There is one line in which the founder of App Sumo Noah Kagan says how he negotiates. App Sumo does thousands of deals each year, so I had to listen to him carefully. He said that he gauges, how much ground the person is willing to cease his territory and he makes sure, he doesn’t make the person uncomfortable and then he gives the offer. I loved this strategy so much that I have made it one of the foundational principles for negotiating my deals.

Let me give you an incident where I felt so angry over a negotiation. I had booked an Uber; this was before the pandemic. I met a Sindhi guy in the Uber since it was a shared ride and we were both in the backseat, the guy was in his 60s and I love talking to older men as the young can barely make a conversation.

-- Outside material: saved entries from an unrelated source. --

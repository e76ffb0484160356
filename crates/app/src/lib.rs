//! # portfolio-app
//!
//! Application layer — use-cases and **port definitions** (traits).
//!
//! ## Responsibilities
//! - Define the **`ProjetRepository`** port trait that both storage
//!   adapters implement (driven/outbound port)
//! - Provide the **`ProjetService`** use-case layer: validate drafts
//!   before they reach a store, map empty lookups to typed not-found
//!   errors
//! - Own the default seed data inserted on first-ever startup
//!
//! ## Dependency rule
//! Depends on `portfolio-domain` only. Never imports adapter crates.
//! Adapters depend on *this* crate, not the reverse.

pub mod ports;
pub mod seed;
pub mod services;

We hit off, and he narrated some good stories. He asked me what I do, and I said, I was a digital marketer, etc. He said he was a jeweller and had a silverware shop in Bandra on the high street. He also had boasted about attending some high-profile dinner parties with a Billionaire. At the end of the ride, he said he wanted me to send him a proposal for social media management.

I quoted him a 50k retainership over WhatsApp the next day after walking and checking his store from the outside and evaluating his brand. That was the price another client of mine was paying me, as I feel it was my entry point to another client. Well, after some time of sending the proposal this client gives me ten missed calls, one after another and I cannot pick up as I am on an important Zoom call.

He tells me this work costs only 5k per month. He doesn’t let me explain or discuss the scope of the work and hangs up. I tried to call back, and now he won’t pick up. I am exasperated; he won’t even let me explain.

This was a bad way to negotiate; he should have known better, and I should have tried to gauge his budget. I went for the glitz and sent him an offer which had angered him. These things happen a lot of time.

The problem with Indian Business owners is that they won’t give you transparency on the scope of work, or the budget range, they are aiming for next to free.

Now, I am very courteous to these kinds of businessmen, and say, I would love to work for you for free, but I have a rent to pay.

Another filter for me is to see how much capital investment a businessman has made into his business. If he doesn’t have an office it is a red flag, try to see his cashflow, as revenues you just cannot make out. Also, revenues are false filters, a business man can be making 10 crore revenue, but still be in losses and has debilitating cashflow issues. In summary, don’t look at the glitz and glory, look at transparency, modesty, frugality, sincerity and if the businessman has positive cashflow.

It is not easy, juggling these figures, when the prospect is a co-passenger in the car and fibbing his credentails, but that where experience and seniroty comes in. You should be able to make this math in before even he thinks of asking you to send him a proposal. Keep these people as friends and good story tellers and not as clients to have a happy life.

My rules for negotiation.

Never negotiate with a prospect who is not 80 percent within your price range. There is no point embarrassing the prospect that he cannot afford to pay your expected or well-deserving prices. He might be blissfully unaware of the talents, skills and expertise you are going to put at the project.

I ideally like to agree to a price if the owner has done what I am doing and can emphatise with my work. Then the client knows what he is getting, and it is just a price of delegaton, I am not creating a new system, I am just executing his job in the system he has setup. But if the prospect has no freaking idea of what is a CRM, what is a lead and other terms. Then, he has no business to tell me I am overcharging.

I hope this helps any reader who has trouble prospecting leads. prospecting your leads, is very important when you are trying to sell your time, as every time spent sending a proposal to a wrong prospect is time lost when you could have chased a credible prospect and see the sales funnel positively grow.